**EXERCISE GOAL:** Please return every line in the following data that includes the string "images".

== SOURCE MATERIAL ==

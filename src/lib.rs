//! writings-rs: a small static site generator for a personal site
//!
//! Posts are Markdown files with YAML front-matter. They are collected into a
//! newest-first writings index (with banner images and short previews) and
//! rendered into individual pages using embedded Tera templates.

pub mod commands;
pub mod config;
pub mod content;
pub mod error;
pub mod generator;
pub mod helpers;
pub mod images;
pub mod server;
pub mod templates;

pub use error::{Error, Result};

use std::path::{Path, PathBuf};

use content::{PostCollector, PostEntry};
use images::LocalImageResolver;

/// The site being built
#[derive(Clone)]
pub struct Site {
    /// Site configuration
    pub config: config::SiteConfig,
    /// Base directory
    pub base_dir: PathBuf,
    /// Posts directory
    pub posts_dir: PathBuf,
    /// Static assets directory (images live under `images/`)
    pub static_dir: PathBuf,
    /// Public (output) directory
    pub public_dir: PathBuf,
}

impl Site {
    /// Create a new site from a directory
    pub fn new<P: AsRef<Path>>(base_dir: P) -> anyhow::Result<Self> {
        let base_dir = base_dir.as_ref().to_path_buf();
        let config_path = base_dir.join("_config.yml");

        let config = if config_path.exists() {
            config::SiteConfig::load(&config_path)?
        } else {
            config::SiteConfig::default()
        };

        let posts_dir = base_dir.join(&config.posts_dir);
        let static_dir = base_dir.join(&config.static_dir);
        let public_dir = base_dir.join(&config.public_dir);

        Ok(Self {
            config,
            base_dir,
            posts_dir,
            static_dir,
            public_dir,
        })
    }

    /// Collector over this site's posts, resolving images from the static directory
    pub fn collector(&self) -> PostCollector<LocalImageResolver> {
        let resolver =
            LocalImageResolver::new(&self.static_dir, self.config.images.placeholder_size);
        PostCollector::new(&self.posts_dir, self.config.writings.clone(), resolver)
    }

    /// Collect the published posts, newest first
    pub async fn collect_posts(&self) -> Result<Vec<PostEntry>> {
        self.collector().collect_posts().await
    }

    /// Initialize a new site
    pub fn init(&self) -> anyhow::Result<()> {
        commands::init::run(self)
    }

    /// Generate the static site
    pub async fn generate(&self) -> anyhow::Result<()> {
        commands::generate::run(self).await
    }

    /// Clean the public directory
    pub fn clean(&self) -> anyhow::Result<()> {
        commands::clean::run(self)
    }

    /// Create a new draft post
    pub fn new_post(&self, title: &str, path: Option<&str>) -> anyhow::Result<PathBuf> {
        commands::new::create_post(self, title, path)
    }
}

===

**RESPONSE TO THE TASK:**
//! newest-first writings index (with banner images and short previews) and
pub mod images;
use images::LocalImageResolver;
    /// Static assets directory (images live under `images/`)
    /// Collector over this site's posts, resolving images from the static directory
            LocalImageResolver::new(&self.static_dir, self.config.images.placeholder_size);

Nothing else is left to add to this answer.